Channis ne pouvait rien faire d’autre qu’agiter faiblement la tête : « Non… non…

— Oui… oui, raillait le Mulet, et si vous êtes le dernier survivant, ce qui est fort possible, ce n’est plus pour longtemps. »

Suivit une courte pause hallucinante, et Channis faillit crier sous la douleur fulgurante que lui causait la pénétration déchirante des replis les plus secrets de son cerveau.

Le Mulet recula en murmurant : « Non, ce n’est pas suffisant. L’épreuve n’est pas concluante. Votre désespoir est affecté. Votre terreur n’est pas ce sentiment bouleversant qui accompagne la destruction d’un idéal, mais cette petite peur égoïste et mesquine que suscite l’instinct de conservation. »

Et la faible main du Mulet saisit Channis à la gorge sans qu’il pût se libérer de cette étreinte dérisoire.

« Vous êtes ma garantie, Channis, vous êtes ma sauvegarde contre toute erreur de jugement que je pourrais commettre. » Les yeux du Mulet se vrillaient dans les siens, exigeants, insistants. « Ai-je calculé juste, Channis ? Ai-je vaincu vos gens de la Seconde Fondation ? Tazenda est détruite, Channis, rasée. Alors, à quoi rime ce désespoir affecté ? Où se trouve la réalité ? Je dois connaître la vérité et la réalité ! Parlez, Channis, parlez ! N’ai-je pas sondé les esprits assez profondément ! Le danger subsiste-t-il toujours ? Parlez, Channis. En quel point me suis-je trompé ? »

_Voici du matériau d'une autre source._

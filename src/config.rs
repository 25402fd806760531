//! Configuration types for feed-loader

use crate::error::{Error, Result};
use serde::{Deserialize, Serialize};
use std::time::Duration;
use url::Url;

/// HTTP transport configuration
///
/// Used as a nested sub-config within [`Config`].
#[derive(Clone, Debug, PartialEq, Eq, Serialize, Deserialize)]
pub struct HttpClientConfig {
    /// Whole-request timeout (default: 30 seconds)
    #[serde(default = "default_timeout")]
    pub timeout: Duration,

    /// User-Agent header sent with every request (default: "feed-loader/<version>")
    #[serde(default = "default_user_agent")]
    pub user_agent: String,
}

impl Default for HttpClientConfig {
    fn default() -> Self {
        Self {
            timeout: default_timeout(),
            user_agent: default_user_agent(),
        }
    }
}

impl HttpClientConfig {
    /// Check that the settings can drive a client
    ///
    /// # Errors
    /// Returns [`Error::Config`] for a zero timeout or an empty user agent
    pub fn validate(&self) -> Result<()> {
        if self.timeout.is_zero() {
            return Err(Error::config("timeout must be non-zero", "http.timeout"));
        }
        if self.user_agent.trim().is_empty() {
            return Err(Error::config(
                "user agent must not be empty",
                "http.user_agent",
            ));
        }
        Ok(())
    }
}

/// Main configuration for a remote feed loader
#[derive(Clone, Debug, PartialEq, Eq, Serialize, Deserialize)]
pub struct Config {
    /// Absolute http(s) URL of the feed
    pub feed_url: Url,

    /// Transport settings
    #[serde(default)]
    pub http: HttpClientConfig,
}

impl Config {
    /// Create a configuration for `feed_url` with default transport settings
    pub fn new(feed_url: Url) -> Self {
        Self {
            feed_url,
            http: HttpClientConfig::default(),
        }
    }

    /// Check the whole configuration
    ///
    /// # Errors
    /// Returns [`Error::Config`] if the feed URL is not http(s) or the
    /// transport settings are invalid
    pub fn validate(&self) -> Result<()> {
        if !matches!(self.feed_url.scheme(), "http" | "https") {
            return Err(Error::config(
                format!("unsupported feed URL scheme: {}", self.feed_url.scheme()),
                "feed_url",
            ));
        }
        self.http.validate()
    }
}

fn default_timeout() -> Duration {
    Duration::from_secs(30)
}

fn default_user_agent() -> String {
    format!("feed-loader/{}", env!("CARGO_PKG_VERSION"))
}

Channis sentit les mots s’échapper péniblement de sa bouche. Ils sortaient comme à regret. Il serrait les dents pour tenter de les retenir. Il se mordait la langue. Il contractait tous les muscles de sa gorge.

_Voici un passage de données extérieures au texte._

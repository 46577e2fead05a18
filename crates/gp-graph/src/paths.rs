//! Simple-path enumeration.
//!
//! [`PathEnumerator`] indexes the edges of one graph by source node and
//! lazily yields every simple path between two nodes through [`Paths`].
//!
//! # Rules
//!
//! - A path is extended one edge at a time from its last node.
//! - An extension whose target already appears in the path is dropped. This
//!   is the only cycle rule, and it also drops every self-loop.
//! - A path is accepted when its last node is the end node after at least
//!   one edge. Accepted paths are not extended further.
//! - Only edges whose `graph_id` matches the enumerator's graph are visible.
//!
//! # Order
//!
//! Depth-first. A node's outgoing edges are tried in the order they appear in
//! the edge list, so the sequence is a pure function of the inputs.
//!
//! Every worklist entry owns its node sequence and visited set, so branches
//! never share mutable state.

use std::cmp::Ordering;
use std::collections::{HashMap, HashSet};

use gp_core::Real;

use crate::graph::EdgeRecord;

/// An accepted path: node ids from start to end, the edges taken, and the
/// summed cost.
#[derive(Debug, Clone, PartialEq)]
pub struct GraphPath {
    pub nodes: Vec<String>,
    pub edges: Vec<String>,
    pub cost: Real,
}

impl GraphPath {
    /// Number of edges in the path.
    pub fn length(&self) -> usize {
        self.edges.len()
    }

    /// Ordering used to pick the cheapest path: lower cost first, then the
    /// lexicographically smaller node-id sequence.
    pub fn cheaper_cmp(&self, other: &Self) -> Ordering {
        self.cost
            .total_cmp(&other.cost)
            .then_with(|| self.nodes.cmp(&other.nodes))
    }
}

/// Enumerates simple paths over the edges of a single graph.
#[derive(Debug, Clone)]
pub struct PathEnumerator<'a> {
    graph_id: &'a str,
    /// Outgoing edges per source node, in edge-list order.
    outgoing: HashMap<&'a str, Vec<&'a EdgeRecord>>,
}

impl<'a> PathEnumerator<'a> {
    /// Index `edges` for `graph_id`. Records of other graphs are skipped.
    pub fn new(graph_id: &'a str, edges: &'a [EdgeRecord]) -> Self {
        let mut outgoing: HashMap<&'a str, Vec<&'a EdgeRecord>> = HashMap::new();
        let mut skipped = 0usize;
        for edge in edges {
            if edge.graph_id != graph_id {
                skipped += 1;
                continue;
            }
            outgoing.entry(edge.from.as_str()).or_default().push(edge);
        }
        if skipped > 0 {
            tracing::debug!(graph = graph_id, skipped, "ignored edges of other graphs");
        }
        Self { graph_id, outgoing }
    }

    pub fn graph_id(&self) -> &str {
        self.graph_id
    }

    /// Lazily enumerate the accepted paths from `start` to `end`.
    ///
    /// Each call starts a fresh enumeration.
    pub fn paths<'s>(&'s self, start: &'s str, end: &'s str) -> Paths<'s> {
        tracing::trace!(graph = self.graph_id, start, end, "enumerating paths");
        Paths {
            outgoing: &self.outgoing,
            end,
            stack: vec![PartialPath::start(start)],
        }
    }

    /// Every accepted path's node sequence, in enumeration order.
    pub fn find_all(&self, start: &str, end: &str) -> Vec<Vec<String>> {
        self.paths(start, end).map(|p| p.nodes).collect()
    }

    /// The accepted path with the lowest total cost, if any.
    ///
    /// Ties go to the lexicographically smallest node-id sequence.
    pub fn find_cheapest(&self, start: &str, end: &str) -> Option<GraphPath> {
        self.paths(start, end).min_by(|a, b| a.cheaper_cmp(b))
    }
}

/// Lazy iterator over accepted paths. See the module docs for the rules.
#[derive(Debug)]
pub struct Paths<'s> {
    outgoing: &'s HashMap<&'s str, Vec<&'s EdgeRecord>>,
    end: &'s str,
    stack: Vec<PartialPath<'s>>,
}

impl Iterator for Paths<'_> {
    type Item = GraphPath;

    fn next(&mut self) -> Option<GraphPath> {
        while let Some(state) = self.stack.pop() {
            let last = state.last();

            if !state.edges.is_empty() && last == self.end {
                return Some(state.finish());
            }

            let Some(out) = self.outgoing.get(last) else {
                continue;
            };

            // Pushed in reverse so edges are popped in edge-list order.
            for edge in out.iter().rev() {
                if state.visited.contains(edge.to.as_str()) {
                    tracing::trace!(edge = %edge.id, to = %edge.to, "dropped cyclic extension");
                    continue;
                }
                self.stack.push(state.extend(edge));
            }
        }
        None
    }
}

/// A worklist entry: a path under construction.
#[derive(Debug, Clone)]
struct PartialPath<'s> {
    last: &'s str,
    nodes: Vec<&'s str>,
    edges: Vec<&'s str>,
    visited: HashSet<&'s str>,
    cost: Real,
}

impl<'s> PartialPath<'s> {
    fn start(node: &'s str) -> Self {
        Self {
            last: node,
            nodes: vec![node],
            edges: Vec::new(),
            visited: HashSet::from([node]),
            cost: 0.0,
        }
    }

    fn last(&self) -> &'s str {
        self.last
    }

    /// Copy this path and append `edge`.
    fn extend(&self, edge: &'s EdgeRecord) -> Self {
        let mut next = self.clone();
        next.last = edge.to.as_str();
        next.nodes.push(edge.to.as_str());
        next.edges.push(edge.id.as_str());
        next.visited.insert(edge.to.as_str());
        next.cost += edge.cost;
        next
    }

    fn finish(self) -> GraphPath {
        GraphPath {
            nodes: self.nodes.into_iter().map(str::to_string).collect(),
            edges: self.edges.into_iter().map(str::to_string).collect(),
            cost: self.cost,
        }
    }
}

Ils sortirent néanmoins, en s’entrechoquant, extraits par la force de sa gorge qu’ils déchiraient au passage, éraflant sa langue, heurtant douloureusement ses dents.

« La vérité, croassa-t-il, la vérité…

— Oui, la vérité. Que reste-t-il encore à faire ?

— Seldon a établi la Seconde Fondation ici même. Ici, comme je vous l’ai déjà dit. Je n’avais pas menti. Les psychologues sont venus et ont étendu leur autorité sur la population autochtone.

— De Tazenda ? » Le Mulet plongea profondément dans l’âme torturée de sa victime, lacérant sans pitié les replis les plus secrets de sa sensibilité. « C’est Tazenda que j’ai détruite. Vous savez ce que je cherche. Donnez-le-moi.

— Ce n’est pas Tazenda. J’ai dit que les membres de la Seconde Fondation pouvaient ne pas être ceux qui détiennent ostensiblement le pouvoir ; Tazenda est la figure de proue… » Les mots, à peine reconnaissables, se formaient en dépit des efforts de volonté de Channis. « Rossem… Rossem… C’est sur Rossem qu’elle se trouve… »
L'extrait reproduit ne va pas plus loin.